Askarov’s ordeal is a stark reminder of how Kyrgyzstan eludes facile explanations. He was arrested for allegedly participating in the killing of a police officer in Bazar Kurgon, his hometown. He was one of the dozens of prominent Uzbek community members who were arrested in 2010. Kyrgyz authorities have accused Askarov of inciting a crowd to kill a Kyrgyz police officer, a case built on the testimony of other officers who claimed the journalist had made provocative remarks.
However, Askarov maintains that he took no part in the 2010 clashes. He said he spent most of his time documenting it, taking photographs of victims (both Kyrgyz and Uzbek), made extensive notes and went to the local morgue to identify bodies. He also wrote that he witnessed Kyrgyz police officers shooting ethnic Uzbeks.
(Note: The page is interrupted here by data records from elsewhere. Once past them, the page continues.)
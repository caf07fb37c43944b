use std::collections::VecDeque;
use std::fmt;
use std::panic::{self, AssertUnwindSafe};
use std::path::{Component, Path, PathBuf};
use std::sync::{Arc, Condvar, Mutex, MutexGuard};
use std::thread;
use std::time::{Duration, Instant};

use serde::Serialize;
use uuid::Uuid;

use crate::config::InstallSettings;
use crate::errors::{InstallError, Result};
use crate::models::Game;

pub type InstallCallback = Arc<dyn Fn(InstallResult) + Send + Sync>;

#[derive(Clone, Debug, PartialEq, Eq, Serialize)]
#[serde(tag = "kind", rename_all = "SCREAMING_SNAKE_CASE")]
pub enum InstallOutcome {
    #[serde(rename_all = "camelCase")]
    Success { install_dir: PathBuf },
    Failure { message: String },
}

#[derive(Clone, Debug, PartialEq, Eq, Serialize)]
#[serde(rename_all = "camelCase")]
pub struct InstallResult {
    pub task_id: String,
    pub outcome: InstallOutcome,
}

impl InstallResult {
    pub fn is_success(&self) -> bool {
        matches!(self.outcome, InstallOutcome::Success { .. })
    }
}

#[derive(Clone, Debug)]
pub struct InstallRequest {
    pub game: Game,
    pub installer_path: PathBuf,
    pub language: String,
    pub install_dir: Option<PathBuf>,
    pub create_desktop_entry: bool,
}

/// Platform-specific install mechanics. Calls block until the operation ends.
pub trait InstallExecutor: Send + Sync {
    fn install(&self, request: &InstallRequest) -> std::result::Result<PathBuf, InstallError>;

    fn uninstall(&self, game: &Game, install_dir: &Path) -> std::result::Result<(), InstallError>;
}

/// One install job. A task cannot exist without its game and result callback.
#[derive(Clone)]
pub struct InstallTask {
    pub id: String,
    pub game: Game,
    pub installer_path: PathBuf,
    pub language: String,
    pub install_dir: Option<PathBuf>,
    pub keep_installers: bool,
    pub create_desktop_entry: bool,
    result_callback: InstallCallback,
}

impl InstallTask {
    pub fn new<F>(game: Game, installer_path: impl Into<PathBuf>, result_callback: F) -> Self
    where
        F: Fn(InstallResult) + Send + Sync + 'static,
    {
        let defaults = InstallSettings::default();
        Self {
            id: Uuid::new_v4().to_string(),
            game,
            installer_path: installer_path.into(),
            language: defaults.language,
            install_dir: None,
            keep_installers: defaults.keep_installers,
            create_desktop_entry: defaults.create_desktop_entry,
            result_callback: Arc::new(result_callback),
        }
    }

    pub fn with_settings(mut self, settings: &InstallSettings) -> Self {
        self.language = settings.language.clone();
        self.keep_installers = settings.keep_installers;
        self.create_desktop_entry = settings.create_desktop_entry;
        self
    }

    pub fn with_language(mut self, language: &str) -> Self {
        self.language = language.to_string();
        self
    }

    pub fn with_install_dir(mut self, install_dir: impl Into<PathBuf>) -> Self {
        self.install_dir = Some(install_dir.into());
        self
    }

    pub fn keep_installers(mut self, keep: bool) -> Self {
        self.keep_installers = keep;
        self
    }

    pub fn create_desktop_entry(mut self, create: bool) -> Self {
        self.create_desktop_entry = create;
        self
    }

    pub fn request(&self) -> InstallRequest {
        InstallRequest {
            game: self.game.clone(),
            installer_path: self.installer_path.clone(),
            language: self.language.clone(),
            install_dir: self.install_dir.clone(),
            create_desktop_entry: self.create_desktop_entry,
        }
    }

    fn subscriber(&self) -> Subscriber {
        Subscriber {
            task_id: self.id.clone(),
            callback: Arc::clone(&self.result_callback),
        }
    }
}

impl PartialEq for InstallTask {
    fn eq(&self, other: &Self) -> bool {
        self.game.id == other.game.id && self.installer_path == other.installer_path
    }
}

impl Eq for InstallTask {}

impl fmt::Debug for InstallTask {
    fn fmt(&self, f: &mut fmt::Formatter<'_>) -> fmt::Result {
        f.debug_struct("InstallTask")
            .field("id", &self.id)
            .field("game", &self.game.id)
            .field("installer_path", &self.installer_path)
            .field("language", &self.language)
            .field("install_dir", &self.install_dir)
            .field("keep_installers", &self.keep_installers)
            .finish()
    }
}

#[derive(Clone, Copy, Debug, PartialEq, Eq)]
pub enum InstallSubmission {
    Queued,
    /// An equal task was pending or running; the caller shares its result.
    Merged,
}

#[derive(Clone)]
struct Subscriber {
    task_id: String,
    callback: InstallCallback,
}

struct QueuedInstall {
    task: InstallTask,
    subscribers: Vec<Subscriber>,
}

#[derive(Default)]
struct QueueState {
    pending: VecDeque<QueuedInstall>,
    current: Option<QueuedInstall>,
    worker: Option<thread::JoinHandle<()>>,
}

struct QueueInner {
    executor: Arc<dyn InstallExecutor>,
    installers_root: PathBuf,
    state: Mutex<QueueState>,
    idle: Condvar,
}

/// Runs install tasks one at a time on a worker thread that exists only
/// while there is work. Installer cleanup never leaves `installers_root`.
#[derive(Clone)]
pub struct InstallerQueue {
    inner: Arc<QueueInner>,
}

impl InstallerQueue {
    pub fn new(executor: Arc<dyn InstallExecutor>, installers_root: impl Into<PathBuf>) -> Self {
        Self {
            inner: Arc::new(QueueInner {
                executor,
                installers_root: installers_root.into(),
                state: Mutex::new(QueueState::default()),
                idle: Condvar::new(),
            }),
        }
    }

    pub fn executor(&self) -> Arc<dyn InstallExecutor> {
        Arc::clone(&self.inner.executor)
    }

    pub fn put(&self, task: InstallTask) -> Result<InstallSubmission> {
        let mut guard = self.inner.lock();
        let state = &mut *guard;

        let existing = state
            .current
            .iter_mut()
            .chain(state.pending.iter_mut())
            .find(|queued| queued.task == task);
        if let Some(queued) = existing {
            tracing::info!(
                "install already queued game={} installer={} merged_task={}",
                task.game.id,
                task.installer_path.display(),
                task.id
            );
            queued.subscribers.push(task.subscriber());
            return Ok(InstallSubmission::Merged);
        }

        tracing::info!(
            "install queued game={} installer={} task={}",
            task.game.id,
            task.installer_path.display(),
            task.id
        );
        state.pending.push_back(QueuedInstall {
            subscribers: vec![task.subscriber()],
            task,
        });

        if state.worker.is_none() {
            let inner = Arc::clone(&self.inner);
            let handle = thread::Builder::new()
                .name("installer-queue".to_string())
                .spawn(move || worker_loop(inner))?;
            state.worker = Some(handle);
        }
        Ok(InstallSubmission::Queued)
    }

    pub fn has_worker(&self) -> bool {
        self.inner.lock().worker.is_some()
    }

    pub fn pending_len(&self) -> usize {
        self.inner.lock().pending.len()
    }

    /// Blocks until no task is pending or running and the worker has exited.
    pub fn wait_until_idle(&self, timeout: Duration) -> bool {
        let deadline = Instant::now() + timeout;
        let mut state = self.inner.lock();
        loop {
            if state.worker.is_none() && state.pending.is_empty() && state.current.is_none() {
                return true;
            }
            let now = Instant::now();
            if now >= deadline {
                return false;
            }
            state = match self.inner.idle.wait_timeout(state, deadline - now) {
                Ok((guard, _)) => guard,
                Err(poisoned) => poisoned.into_inner().0,
            };
        }
    }
}

impl QueueInner {
    fn lock(&self) -> MutexGuard<'_, QueueState> {
        match self.state.lock() {
            Ok(guard) => guard,
            Err(poisoned) => poisoned.into_inner(),
        }
    }
}

fn worker_loop(inner: Arc<QueueInner>) {
    loop {
        let task = {
            let mut state = inner.lock();
            match state.pending.pop_front() {
                Some(queued) => {
                    let task = queued.task.clone();
                    state.current = Some(queued);
                    task
                }
                None => {
                    state.worker = None;
                    inner.idle.notify_all();
                    return;
                }
            }
        };

        let outcome = run_install(inner.executor.as_ref(), &inner.installers_root, &task);

        let subscribers = inner
            .lock()
            .current
            .take()
            .map(|queued| queued.subscribers)
            .unwrap_or_default();
        for subscriber in subscribers {
            let result = InstallResult {
                task_id: subscriber.task_id,
                outcome: outcome.clone(),
            };
            let callback = subscriber.callback;
            if panic::catch_unwind(AssertUnwindSafe(|| callback(result))).is_err() {
                tracing::error!("install result callback panicked game={}", task.game.id);
            }
        }
    }
}

fn run_install(executor: &dyn InstallExecutor, installers_root: &Path, task: &InstallTask) -> InstallOutcome {
    tracing::info!(
        "install started game={} installer={} language={}",
        task.game.id,
        task.installer_path.display(),
        task.language
    );
    let request = task.request();
    let result = panic::catch_unwind(AssertUnwindSafe(|| executor.install(&request)));

    match result {
        Ok(Ok(install_dir)) => {
            tracing::info!(
                "install finished game={} dir={}",
                task.game.id,
                install_dir.display()
            );
            if !task.keep_installers {
                remove_installer_dir(installers_root, &task.installer_path);
            }
            InstallOutcome::Success { install_dir }
        }
        Ok(Err(err)) => {
            tracing::warn!("install failed game={} error={}", task.game.id, err);
            InstallOutcome::Failure {
                message: err.to_string(),
            }
        }
        Err(payload) => {
            let reason = payload
                .downcast_ref::<&str>()
                .map(|value| value.to_string())
                .or_else(|| payload.downcast_ref::<String>().cloned())
                .unwrap_or_else(|| "unknown panic".to_string());
            tracing::error!("installer panicked game={} reason={}", task.game.id, reason);
            InstallOutcome::Failure {
                message: format!("installer crashed: {}", reason),
            }
        }
    }
}

fn remove_installer_dir(installers_root: &Path, installer_path: &Path) {
    let Some(dir) = installer_path.parent() else {
        return;
    };
    let escapes = dir
        .components()
        .any(|component| matches!(component, Component::ParentDir));
    if escapes || dir == installers_root || !dir.starts_with(installers_root) {
        tracing::warn!(
            "installer dir outside installers root kept dir={} root={}",
            dir.display(),
            installers_root.display()
        );
        return;
    }
    match std::fs::remove_dir_all(dir) {
        Ok(()) => tracing::info!("removed installer dir={}", dir.display()),
        Err(err) if err.kind() == std::io::ErrorKind::NotFound => {}
        Err(err) => tracing::warn!("failed to remove installer dir={} error={}", dir.display(), err),
    }
}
According to Human Rights Watch (HRW) Askarov’s case was reopened in 2017 for consideration following the adoption of a March 2016 decision by the United Nations Human Rights Committee. But the court again handed him a life sentence. “Yet the committee had ruled that Askarov had been arbitrarily detained, tortured in custody, and denied a fair trial.” The committee urged Kyrgyzstan to ‘immediately’ release him and quash his conviction. But the Kyrgyz government is ducking its responsibility to free Askarov.
In an open letter to the European Union, the HRW; Amnesty International; Norwegian Helsinki Committee; and International Partnership for Human Rights Amnesty International highlighted that before his arrest, Askarov documented prison conditions and police abuse of detainees. “Askarov was held for days without access to a lawyer in the Bazar Korgon police station.
Kyrgyz authorities have never carried out an investigation into his credible allegations of torture and other ill-treatment. The victim’s relatives threatened and physically attacked Askarov’s lawyer with impunity during a trial that was marred by courtroom violence and procedural violations. In September 2010, Askarov was sentenced to life in prison.”
Human rights activists throughout the world have called on the EU to pressurize Kyrgyzstan to set Askarov free.